(Beginning of Record set)

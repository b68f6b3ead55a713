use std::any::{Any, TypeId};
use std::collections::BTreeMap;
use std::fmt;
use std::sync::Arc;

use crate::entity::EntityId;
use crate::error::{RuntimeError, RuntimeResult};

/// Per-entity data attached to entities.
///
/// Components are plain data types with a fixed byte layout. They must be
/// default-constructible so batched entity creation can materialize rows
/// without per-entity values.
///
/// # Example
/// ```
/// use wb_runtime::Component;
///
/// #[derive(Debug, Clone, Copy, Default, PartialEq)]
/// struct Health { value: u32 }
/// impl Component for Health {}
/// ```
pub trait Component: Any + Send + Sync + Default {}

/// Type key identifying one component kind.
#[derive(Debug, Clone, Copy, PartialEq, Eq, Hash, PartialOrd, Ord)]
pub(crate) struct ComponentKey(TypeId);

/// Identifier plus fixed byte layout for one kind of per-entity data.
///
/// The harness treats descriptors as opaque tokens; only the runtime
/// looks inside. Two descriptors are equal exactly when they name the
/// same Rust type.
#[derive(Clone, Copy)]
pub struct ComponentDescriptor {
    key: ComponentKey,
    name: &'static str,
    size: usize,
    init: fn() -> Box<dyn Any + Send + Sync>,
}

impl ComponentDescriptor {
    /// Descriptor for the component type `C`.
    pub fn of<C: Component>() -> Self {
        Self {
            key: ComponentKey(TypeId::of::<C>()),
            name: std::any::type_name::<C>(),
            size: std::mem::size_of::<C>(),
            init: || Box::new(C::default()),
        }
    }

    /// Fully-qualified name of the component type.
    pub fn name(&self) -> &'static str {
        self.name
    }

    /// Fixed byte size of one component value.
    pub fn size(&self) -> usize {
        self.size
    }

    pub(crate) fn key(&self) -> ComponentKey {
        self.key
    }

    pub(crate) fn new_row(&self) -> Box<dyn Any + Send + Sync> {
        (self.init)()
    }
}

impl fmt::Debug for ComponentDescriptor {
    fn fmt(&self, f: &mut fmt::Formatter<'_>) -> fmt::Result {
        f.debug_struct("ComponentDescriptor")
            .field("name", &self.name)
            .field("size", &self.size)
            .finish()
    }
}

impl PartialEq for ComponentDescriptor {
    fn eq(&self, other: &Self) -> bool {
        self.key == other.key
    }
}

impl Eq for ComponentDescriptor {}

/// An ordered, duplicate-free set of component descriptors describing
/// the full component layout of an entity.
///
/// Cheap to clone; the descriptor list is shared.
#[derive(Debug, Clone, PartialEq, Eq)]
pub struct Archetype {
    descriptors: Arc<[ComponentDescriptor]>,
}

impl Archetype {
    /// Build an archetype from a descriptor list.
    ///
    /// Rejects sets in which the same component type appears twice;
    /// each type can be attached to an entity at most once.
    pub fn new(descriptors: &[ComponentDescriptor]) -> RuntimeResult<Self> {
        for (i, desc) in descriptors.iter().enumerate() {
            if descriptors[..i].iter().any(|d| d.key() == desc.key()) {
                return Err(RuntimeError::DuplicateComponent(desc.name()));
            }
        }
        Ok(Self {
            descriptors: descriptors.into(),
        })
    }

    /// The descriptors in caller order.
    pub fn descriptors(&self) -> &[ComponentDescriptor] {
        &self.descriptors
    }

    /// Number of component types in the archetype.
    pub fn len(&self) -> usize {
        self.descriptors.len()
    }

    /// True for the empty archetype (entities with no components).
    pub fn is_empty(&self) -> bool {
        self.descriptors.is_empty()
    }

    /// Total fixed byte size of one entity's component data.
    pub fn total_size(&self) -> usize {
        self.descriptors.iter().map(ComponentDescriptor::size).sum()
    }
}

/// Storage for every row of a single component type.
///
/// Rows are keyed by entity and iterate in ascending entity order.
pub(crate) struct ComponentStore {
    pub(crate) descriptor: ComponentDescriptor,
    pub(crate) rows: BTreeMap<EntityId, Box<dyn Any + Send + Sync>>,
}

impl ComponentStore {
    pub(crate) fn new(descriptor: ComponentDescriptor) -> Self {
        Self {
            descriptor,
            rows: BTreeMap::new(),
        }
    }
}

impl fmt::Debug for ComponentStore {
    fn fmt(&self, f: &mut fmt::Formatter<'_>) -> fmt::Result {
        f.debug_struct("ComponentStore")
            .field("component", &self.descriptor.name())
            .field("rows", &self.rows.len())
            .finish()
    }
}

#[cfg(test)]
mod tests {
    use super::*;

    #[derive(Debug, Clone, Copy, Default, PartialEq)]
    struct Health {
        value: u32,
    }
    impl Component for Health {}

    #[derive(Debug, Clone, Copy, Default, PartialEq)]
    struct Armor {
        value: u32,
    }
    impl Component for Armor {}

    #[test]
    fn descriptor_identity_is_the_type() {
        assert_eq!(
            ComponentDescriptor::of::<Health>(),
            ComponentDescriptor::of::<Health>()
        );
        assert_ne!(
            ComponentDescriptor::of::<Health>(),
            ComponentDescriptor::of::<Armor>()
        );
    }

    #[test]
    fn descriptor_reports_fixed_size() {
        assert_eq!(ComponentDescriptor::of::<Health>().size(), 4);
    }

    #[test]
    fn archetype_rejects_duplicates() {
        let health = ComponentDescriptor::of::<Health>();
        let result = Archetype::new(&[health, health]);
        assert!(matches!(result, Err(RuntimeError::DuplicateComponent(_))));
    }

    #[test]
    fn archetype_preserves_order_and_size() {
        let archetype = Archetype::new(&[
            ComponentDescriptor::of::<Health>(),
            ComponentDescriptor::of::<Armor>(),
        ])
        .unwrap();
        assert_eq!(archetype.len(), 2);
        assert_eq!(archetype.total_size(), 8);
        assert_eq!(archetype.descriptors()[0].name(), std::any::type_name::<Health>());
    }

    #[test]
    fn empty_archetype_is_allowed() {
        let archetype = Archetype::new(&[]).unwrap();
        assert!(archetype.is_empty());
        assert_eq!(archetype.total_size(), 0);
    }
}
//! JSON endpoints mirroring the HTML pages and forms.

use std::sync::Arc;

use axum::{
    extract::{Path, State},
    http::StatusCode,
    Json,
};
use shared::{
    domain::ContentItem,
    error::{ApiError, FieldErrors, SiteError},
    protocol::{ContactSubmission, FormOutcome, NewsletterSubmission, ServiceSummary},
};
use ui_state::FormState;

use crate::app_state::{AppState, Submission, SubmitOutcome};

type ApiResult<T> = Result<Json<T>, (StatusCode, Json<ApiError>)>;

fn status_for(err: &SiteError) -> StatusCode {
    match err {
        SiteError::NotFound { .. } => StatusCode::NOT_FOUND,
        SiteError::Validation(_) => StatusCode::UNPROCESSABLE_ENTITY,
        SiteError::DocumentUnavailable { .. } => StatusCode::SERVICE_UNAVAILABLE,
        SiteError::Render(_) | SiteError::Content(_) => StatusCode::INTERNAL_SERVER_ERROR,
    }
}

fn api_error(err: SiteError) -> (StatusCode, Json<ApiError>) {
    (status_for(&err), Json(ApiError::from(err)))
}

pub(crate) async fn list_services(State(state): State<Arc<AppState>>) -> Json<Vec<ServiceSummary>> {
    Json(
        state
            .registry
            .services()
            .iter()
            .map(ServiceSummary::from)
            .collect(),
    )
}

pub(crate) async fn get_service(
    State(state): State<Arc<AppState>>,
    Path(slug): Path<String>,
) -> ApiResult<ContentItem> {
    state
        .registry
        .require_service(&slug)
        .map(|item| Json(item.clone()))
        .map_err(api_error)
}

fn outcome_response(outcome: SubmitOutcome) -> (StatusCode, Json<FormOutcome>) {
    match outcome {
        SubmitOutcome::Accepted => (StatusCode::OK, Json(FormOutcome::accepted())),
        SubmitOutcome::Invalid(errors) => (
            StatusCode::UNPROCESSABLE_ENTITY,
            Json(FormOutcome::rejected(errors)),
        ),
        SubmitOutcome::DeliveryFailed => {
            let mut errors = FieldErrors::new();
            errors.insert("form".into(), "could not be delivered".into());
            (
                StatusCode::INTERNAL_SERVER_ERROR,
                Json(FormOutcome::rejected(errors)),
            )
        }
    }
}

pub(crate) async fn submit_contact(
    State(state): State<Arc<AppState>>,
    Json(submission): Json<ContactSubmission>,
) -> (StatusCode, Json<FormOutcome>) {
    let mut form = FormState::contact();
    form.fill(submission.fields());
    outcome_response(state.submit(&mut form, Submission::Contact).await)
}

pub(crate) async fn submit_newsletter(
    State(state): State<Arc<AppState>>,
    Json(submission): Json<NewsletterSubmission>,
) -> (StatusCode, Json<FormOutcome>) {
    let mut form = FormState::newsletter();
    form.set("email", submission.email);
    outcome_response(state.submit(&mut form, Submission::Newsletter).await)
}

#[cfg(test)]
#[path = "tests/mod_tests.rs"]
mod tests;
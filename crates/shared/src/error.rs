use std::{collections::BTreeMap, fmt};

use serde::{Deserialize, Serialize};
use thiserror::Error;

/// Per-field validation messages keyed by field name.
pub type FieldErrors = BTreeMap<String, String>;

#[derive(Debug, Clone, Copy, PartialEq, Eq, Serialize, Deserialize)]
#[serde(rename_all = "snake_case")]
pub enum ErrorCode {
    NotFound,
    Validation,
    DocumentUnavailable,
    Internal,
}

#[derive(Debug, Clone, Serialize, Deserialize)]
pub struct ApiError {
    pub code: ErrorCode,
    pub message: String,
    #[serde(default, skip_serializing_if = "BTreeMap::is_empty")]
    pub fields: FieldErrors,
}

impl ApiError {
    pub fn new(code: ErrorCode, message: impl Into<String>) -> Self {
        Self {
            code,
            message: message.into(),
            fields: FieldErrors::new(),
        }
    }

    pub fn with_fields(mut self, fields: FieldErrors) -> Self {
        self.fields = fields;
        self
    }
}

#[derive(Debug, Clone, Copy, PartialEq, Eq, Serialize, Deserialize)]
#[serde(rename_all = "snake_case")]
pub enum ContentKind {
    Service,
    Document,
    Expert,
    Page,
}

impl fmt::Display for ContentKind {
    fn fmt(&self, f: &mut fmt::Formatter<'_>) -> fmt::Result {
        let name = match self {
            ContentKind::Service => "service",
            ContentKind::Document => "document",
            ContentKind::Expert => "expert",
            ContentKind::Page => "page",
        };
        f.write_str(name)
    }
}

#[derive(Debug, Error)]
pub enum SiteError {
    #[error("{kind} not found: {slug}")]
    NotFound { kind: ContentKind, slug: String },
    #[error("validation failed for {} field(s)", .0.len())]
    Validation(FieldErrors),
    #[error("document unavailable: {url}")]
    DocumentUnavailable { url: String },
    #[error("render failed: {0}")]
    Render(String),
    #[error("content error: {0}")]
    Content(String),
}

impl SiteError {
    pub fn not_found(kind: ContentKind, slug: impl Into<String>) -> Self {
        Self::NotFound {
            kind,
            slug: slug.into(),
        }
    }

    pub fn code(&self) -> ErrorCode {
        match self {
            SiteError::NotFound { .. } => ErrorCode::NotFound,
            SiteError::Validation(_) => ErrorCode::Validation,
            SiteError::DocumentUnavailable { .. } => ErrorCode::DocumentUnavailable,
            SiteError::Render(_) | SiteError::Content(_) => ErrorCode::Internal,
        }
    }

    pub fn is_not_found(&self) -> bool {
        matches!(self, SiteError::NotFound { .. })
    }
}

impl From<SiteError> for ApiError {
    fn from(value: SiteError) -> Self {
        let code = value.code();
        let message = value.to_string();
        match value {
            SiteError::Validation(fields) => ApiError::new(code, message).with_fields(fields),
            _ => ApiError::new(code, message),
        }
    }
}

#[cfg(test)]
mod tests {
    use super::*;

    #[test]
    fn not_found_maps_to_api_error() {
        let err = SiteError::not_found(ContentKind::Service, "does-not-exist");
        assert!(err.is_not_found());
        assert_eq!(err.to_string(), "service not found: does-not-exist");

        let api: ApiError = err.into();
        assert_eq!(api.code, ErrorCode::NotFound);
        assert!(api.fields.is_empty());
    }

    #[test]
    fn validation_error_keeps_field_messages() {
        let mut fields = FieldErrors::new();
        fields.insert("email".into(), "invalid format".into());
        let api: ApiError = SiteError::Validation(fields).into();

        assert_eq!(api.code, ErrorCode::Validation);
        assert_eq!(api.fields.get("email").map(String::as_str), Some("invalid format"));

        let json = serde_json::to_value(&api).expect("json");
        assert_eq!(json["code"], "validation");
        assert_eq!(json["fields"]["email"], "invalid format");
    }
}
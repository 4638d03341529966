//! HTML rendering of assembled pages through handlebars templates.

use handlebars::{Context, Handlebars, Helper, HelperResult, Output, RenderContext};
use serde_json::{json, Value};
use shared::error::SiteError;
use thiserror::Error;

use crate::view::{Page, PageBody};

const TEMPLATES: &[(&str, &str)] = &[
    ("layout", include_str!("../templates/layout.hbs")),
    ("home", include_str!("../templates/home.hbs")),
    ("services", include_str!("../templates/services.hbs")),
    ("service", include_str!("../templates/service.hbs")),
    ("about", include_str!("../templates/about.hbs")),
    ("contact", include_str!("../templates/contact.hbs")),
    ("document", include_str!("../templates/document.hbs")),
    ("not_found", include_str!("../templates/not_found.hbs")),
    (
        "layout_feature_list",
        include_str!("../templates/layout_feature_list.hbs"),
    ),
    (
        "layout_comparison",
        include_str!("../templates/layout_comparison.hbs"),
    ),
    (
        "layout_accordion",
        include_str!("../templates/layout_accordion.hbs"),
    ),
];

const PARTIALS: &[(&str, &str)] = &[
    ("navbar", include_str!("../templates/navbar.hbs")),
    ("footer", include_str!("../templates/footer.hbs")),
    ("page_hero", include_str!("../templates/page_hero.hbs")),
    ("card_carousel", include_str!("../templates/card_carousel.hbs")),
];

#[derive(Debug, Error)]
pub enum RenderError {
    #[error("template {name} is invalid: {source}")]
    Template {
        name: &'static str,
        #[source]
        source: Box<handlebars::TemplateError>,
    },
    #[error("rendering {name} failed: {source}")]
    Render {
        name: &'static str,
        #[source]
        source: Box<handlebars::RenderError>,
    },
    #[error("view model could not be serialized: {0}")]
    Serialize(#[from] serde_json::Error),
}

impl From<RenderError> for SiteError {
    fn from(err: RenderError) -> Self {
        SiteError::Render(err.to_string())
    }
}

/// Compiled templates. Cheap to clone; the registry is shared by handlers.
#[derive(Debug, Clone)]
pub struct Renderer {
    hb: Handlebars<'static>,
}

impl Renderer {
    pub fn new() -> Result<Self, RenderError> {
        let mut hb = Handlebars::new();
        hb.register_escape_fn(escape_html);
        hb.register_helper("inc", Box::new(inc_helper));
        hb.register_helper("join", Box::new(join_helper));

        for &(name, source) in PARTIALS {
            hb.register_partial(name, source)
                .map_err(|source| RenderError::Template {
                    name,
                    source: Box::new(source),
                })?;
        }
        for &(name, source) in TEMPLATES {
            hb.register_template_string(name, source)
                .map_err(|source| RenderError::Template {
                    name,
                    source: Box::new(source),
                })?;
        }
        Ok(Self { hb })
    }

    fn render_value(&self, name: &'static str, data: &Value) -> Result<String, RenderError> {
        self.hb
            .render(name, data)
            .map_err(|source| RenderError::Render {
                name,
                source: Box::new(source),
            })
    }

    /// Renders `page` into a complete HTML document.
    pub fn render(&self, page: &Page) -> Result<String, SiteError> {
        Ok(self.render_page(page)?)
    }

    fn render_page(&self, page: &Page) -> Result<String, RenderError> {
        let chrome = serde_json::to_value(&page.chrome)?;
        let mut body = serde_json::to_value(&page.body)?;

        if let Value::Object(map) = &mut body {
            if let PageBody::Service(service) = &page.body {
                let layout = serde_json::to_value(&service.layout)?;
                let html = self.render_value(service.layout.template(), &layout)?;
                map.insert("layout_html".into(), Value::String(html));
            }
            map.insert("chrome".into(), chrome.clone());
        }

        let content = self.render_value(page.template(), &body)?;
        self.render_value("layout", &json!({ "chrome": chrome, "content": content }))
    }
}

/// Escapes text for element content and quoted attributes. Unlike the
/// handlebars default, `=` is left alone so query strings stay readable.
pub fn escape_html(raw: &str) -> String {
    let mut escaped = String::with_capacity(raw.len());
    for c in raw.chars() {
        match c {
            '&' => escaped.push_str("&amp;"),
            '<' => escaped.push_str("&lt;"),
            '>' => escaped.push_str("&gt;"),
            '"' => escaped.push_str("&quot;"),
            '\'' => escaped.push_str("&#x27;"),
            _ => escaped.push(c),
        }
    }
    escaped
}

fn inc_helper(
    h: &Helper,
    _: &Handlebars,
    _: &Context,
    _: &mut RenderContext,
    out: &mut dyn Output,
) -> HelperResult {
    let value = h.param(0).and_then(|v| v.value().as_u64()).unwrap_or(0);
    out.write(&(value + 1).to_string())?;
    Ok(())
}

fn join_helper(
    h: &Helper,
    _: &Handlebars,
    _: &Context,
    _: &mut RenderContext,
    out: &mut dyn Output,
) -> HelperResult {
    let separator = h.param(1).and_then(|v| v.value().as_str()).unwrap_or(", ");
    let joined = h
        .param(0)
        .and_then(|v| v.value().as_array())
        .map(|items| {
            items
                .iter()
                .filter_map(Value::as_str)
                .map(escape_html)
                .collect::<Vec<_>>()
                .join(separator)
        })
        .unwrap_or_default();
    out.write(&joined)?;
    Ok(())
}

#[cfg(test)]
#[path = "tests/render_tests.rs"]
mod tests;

(End of Record set)

Assigned task: Lines from the records above that hold "RuntimeError" are the ones to list.

Problem solution:
use crate::error::{RuntimeError, RuntimeResult};
                return Err(RuntimeError::DuplicateComponent(desc.name()));
        assert!(matches!(result, Err(RuntimeError::DuplicateComponent(_))));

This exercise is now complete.